Suffolk mansion once worth £2m demolished as clifftops crumble beneath it
Watch Rob Setchell's report about the demolition of a mansion on Thorpeness' crumbling coast.
Demolition has begun on a luxurious mansion that was once reportedly worth £2m, after crumbling cliffs made it unsafe to live in.
The Red House in Thorpeness on the Suffolk coast was built in the 1920s, but it has now begun being reduced to rubble, brick by brick.
Once valued at millions of pounds, the six-bedroom mansion has now been rendered worthless and dangerous due to rapidly accelerating coastal erosion.
The over 4,000 square foot building's owners were reported to be "heartbroken".
A former holiday rental home, it boasted lush gardens and a hot tub overlooking the North Sea.
For those living on the East coast of England, coastal erosion is proof climate change is already having a direct impact on their livelihoods.
The erosion is exacerbated by rising sea levels due to the changing climate, causing crumbling cliffs like at Thorpeness and Happisburgh in North Norfolk.
Next door to the Red House, neighbour Lucy Ansbro said she had lost around five metres of her garden.
She said: "We always knew there was erosion on this coast but the speed at which its accelerated is beyond anything anybody could ever have dreamed.
"This village is magical. The people who live here are lovely.
"It's worth saving - and the village can be saved.
"We can save all of these houses but it is a lot of work and we all have to pull together.
"The Red House going is probably going to be a wake-up call for a lot of people - because it's not right under their nose - who are going to wake up and realise that it could happen to them."

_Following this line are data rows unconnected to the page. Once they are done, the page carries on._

use std::path::Path;

use anyhow::Result;

/// Sanitize filename for safe filesystem usage
pub fn sanitize_filename(filename: &str) -> String {
    filename
        .chars()
        .map(|c| {
            match c {
                // Keep alphanumeric characters, spaces, hyphens, underscores, and dots
                c if c.is_alphanumeric() || c == ' ' || c == '-' || c == '_' || c == '.' => c,
                // Replace everything else with underscore
                _ => '_',
            }
        })
        .collect::<String>()
        .trim()
        .to_string()
}

/// Format file size in human-readable format
pub fn format_file_size(bytes: u64) -> String {
    const UNITS: &[&str] = &["B", "KB", "MB", "GB", "TB"];
    const THRESHOLD: f64 = 1024.0;

    if bytes == 0 {
        return "0 B".to_string();
    }

    let bytes_f = bytes as f64;
    let unit_index = (bytes_f.log10() / THRESHOLD.log10()).floor() as usize;
    let unit_index = unit_index.min(UNITS.len() - 1);

    let size = bytes_f / THRESHOLD.powi(unit_index as i32);

    if unit_index == 0 {
        format!("{} {}", bytes, UNITS[unit_index])
    } else {
        format!("{:.1} {}", size, UNITS[unit_index])
    }
}

/// Check if a file exists and is readable
pub fn check_file_accessible(path: &Path) -> Result<()> {
    if !path.exists() {
        anyhow::bail!("File does not exist: {}", path.display());
    }

    if !path.is_file() {
        anyhow::bail!("Path is not a file: {}", path.display());
    }

    // Try to read metadata to check permissions
    std::fs::metadata(path)
        .map_err(|e| anyhow::anyhow!("Cannot access file {}: {}", path.display(), e))?;

    Ok(())
}

/// Check if the current environment has required tools
pub async fn check_dependencies() -> Vec<String> {
    let mut missing = Vec::new();

    if !check_command_available("ffmpeg").await {
        missing.push("ffmpeg - required for audio extraction".to_string());
    }

    if !check_command_available("pandoc").await {
        missing.push("pandoc - required for rich-text (.docx) export".to_string());
    }

    if !check_command_available("wkhtmltopdf").await {
        missing.push("wkhtmltopdf - required for fixed-layout (.pdf) export".to_string());
    }

    missing
}

/// Check if a command is available in PATH
async fn check_command_available(command: &str) -> bool {
    use tokio::process::Command;

    Command::new(command)
        .arg("--version")
        .output()
        .await
        .map(|output| output.status.success())
        .unwrap_or(false)
}
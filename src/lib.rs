//! Video Translator - translate a video's speech into multiple languages
//!
//! This library extracts the audio track from an uploaded video, transcribes
//! it via a speech-to-text service, translates the transcript into a set of
//! target languages via a text-generation service, and renders downloadable
//! documents per language in plain-text, rich-text and fixed-layout formats.

pub mod cli;
pub mod config;
pub mod errors;
pub mod export;
pub mod extract;
pub mod pipeline;
pub mod retry;
pub mod store;
pub mod transcribe;
pub mod translate;
pub mod utils;

pub use config::Config;
pub use errors::{
    ExportError, PipelineError, Stage, StorageError, TranscodeError, TranscriptionError,
    TranslationError,
};
pub use export::{DocumentFormat, ExportedDocument, Exporter};
pub use pipeline::{
    LanguageOutcome, LanguageReport, RunReport, RunState, TranslationPipeline, VideoInput,
};
pub use store::ArtifactStore;
pub use transcribe::Transcript;
pub use translate::{Language, Translation, Translator};

/// Result type used throughout the library
pub type Result<T> = anyhow::Result<T>;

Ms Ansbro spent hundreds of thousands of pounds and worked with the council to build a rock barricade, but it will need to be extended and strengthened or more of the clifftop community will disappear.
Coastal Partnership East, a management team, helps the worst-hit communities of coastal erosion and said the Thorpeness community's preferred option of a rock barrier is moving towards detailed design.
Some residents are frustrated at the time it is taking though.
Sophie Marple, who lives in Thorpeness, said: "I can understand that building a whole scheme that can protect a village will take time but maintaining what you already know is there should actually be pretty easy to do."
As the effect of climate change becomes increasingly evident, the East of England's coastal communities are desperate for action to save their homes.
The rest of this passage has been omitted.